Many opportunities that will arise in your career, this is due to the fact that you are a pharmacist!
Pharmacists today are part of a dynamic profession full of great possibilities. In your career you will assume roles you still cannot imagine yet. Be curious and open to various professional opportunities and be open to colleagues. You will find yourself often in an interprofessional environment, in teams, organizations, less in an individual practice.
A constant in your career will be the relationship you form with healthcare professionals in your community. The relationships you build up are very important in everything you practice, because the pharmacist’s activity is in some way correlated with the activity of the doctor and the community. Often, the emotions that spring from these relationships can be discontent and frustration during periods of lack of correlation, but the ultimate goal of each one is the one we serve – the patient.
He graduated from UMF Grigore T Popa Iasi, Andi Horodniceanu is specialized in clinical pharmacy, and then in the management of health systems, risk management and quality management. She has extensive professional experience: hospital pharmacy, community pharmacy, she was a pharmacist inspector and adviser at Bacau Health Insurance House and regional manager at Europharm GSK Romania. Andi Horodniceanu is currently the manager of her own consulting and business management firm.
- What was your dream and vision of the profession at the beginning of your career?
You can not talk about a dream at the beginning of your career. You can talk about expectations, emotions, fears. The theory is a form of training, practical experience is something else. You do not realize what really to expect, except when you are in front of the patient and you have to show him a correct treatment, make him trust you as a professional, go over age-related distrust and implicitly over the lack of experience.
I chose the pharmacy as a passion, but I would have liked to learn medicine as well. But I chose the pharmacy though it was a time when the admission exam was quite difficult and you had to overcome another 18-20 candidates hoping for the same place. That was the competition at that time. I wanted to be a good pharmacist. Being a good professional but also a good person. I would never have wanted to be a good professional but without that degree of sensitivity without which you cannot reach the patient. The patient comes to the pharmacy with a need. Fewer are those who come for prophylaxis, most of them come for treatment. So they’re already filled with negative emotions.
- Who inspired you? Who helped you on your journey?
I had my family support when I engaged on this road. They encouraged me, they supported me, and they made me believe in my dreams. All occurrences, all humans, all situations contribute in one way or another to personal evolution and growth. It was the family, then the teachers, the colleagues, the people I came into contact with, the collaborators. Everyone – conscious or not – had contributed to my professional and personal evolution. We need rolemodels. Especially when age does not leave room for the experience. When everything seems to be feasible and you do not necessarily see the hardships and obstacles. In college I met again special people: Prof. Cotrau, Ursula Stanescu and many others who knew how to show us the way.

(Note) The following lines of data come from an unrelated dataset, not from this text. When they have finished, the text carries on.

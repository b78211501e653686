//! Guest list page, filter form and list fragments.

use std::fmt::Write;

use party_core::guest_filter::{FILTER_ALL, FILTER_ATTENDING, FILTER_NOT_ATTENDING};
use party_core::types::DbId;
use party_db::models::guest::Guest;

use super::{escape, layout};

/// Full guest list page.
pub fn guest_list_page(party_id: DbId, guests: &[Guest]) -> String {
    let body = format!(
        r##"<h1>Guest list</h1>
<a href="/party/{party_id}">Back to party</a>
<div id="guest-filter-and-list">
{fragment}
</div>
<form id="add-guest-form" hx-post="/party/{party_id}/guests" hx-target="#guest-filter-and-list">
<label>Name <input type="text" name="name" maxlength="100" required></label>
<button type="submit">Invite</button>
</form>"##,
        fragment = guest_filter_and_list_partial(party_id, guests),
    );
    layout("Guest list", &body)
}

/// Filter form, bulk attendance controls and the guest list. Returned after
/// any change to attendance so the filter resets along with the list.
pub fn guest_filter_and_list_partial(party_id: DbId, guests: &[Guest]) -> String {
    format!(
        r##"<form id="guest-filter-form" hx-post="/party/{party_id}/guests/filter" hx-target="#guest-list" hx-trigger="input changed delay:300ms, change">
<input type="search" name="guest_search" placeholder="Search guests">
<select name="attending_filter">
<option value="{FILTER_ALL}" selected>All</option>
<option value="{FILTER_ATTENDING}">Attending</option>
<option value="{FILTER_NOT_ATTENDING}">Not attending</option>
</select>
</form>
<form id="guest-attendance-form" hx-target="#guest-filter-and-list">
<div id="guest-list">
{list}
</div>
<button hx-put="/party/{party_id}/guests/mark-attending">Mark attending</button>
<button hx-put="/party/{party_id}/guests/mark-not-attending">Mark not attending</button>
</form>"##,
        list = guest_list_partial(guests),
    )
}

/// Table of guests with a checkbox per guest for bulk updates.
pub fn guest_list_partial(guests: &[Guest]) -> String {
    if guests.is_empty() {
        return r#"<p class="empty">No guests found.</p>"#.to_string();
    }

    let mut html = String::from(
        "<table class=\"guests\">\n<thead><tr><th></th><th>Name</th><th>Attending</th></tr></thead>\n<tbody>\n",
    );
    for guest in guests {
        let _ = writeln!(
            html,
            r#"<tr id="guest-{id}"><td><input type="checkbox" name="guest_ids" value="{id}"></td><td class="guest-name">{name}</td><td class="guest-attending">{attending}</td></tr>"#,
            id = guest.id,
            name = escape(&guest.name),
            attending = if guest.attending { "yes" } else { "no" },
        );
    }
    html.push_str("</tbody>\n</table>");
    html
}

- How do you perceive the pharmacy profession today? How did you perceive when you started practicing it?
During the faculty the pharmacist’s image is different from reality. In college, everything is seen through as that special job in the service of the patient, the permanent collaboration with the doctor. When you get to practice it, you run into the economic, political, financial reality that changes in some way the image you come out with from the auditorium. I’ve been trained and specialised in clinical pharmacy. My dream, like many other colleagues who took this specialization, was to work at the patient’s bed, along with a physician with whom to make a great team. It did not work. Unfortunately in our country this therapy does not exist yet.
- What are your most important values and how did they influence your professional decisions?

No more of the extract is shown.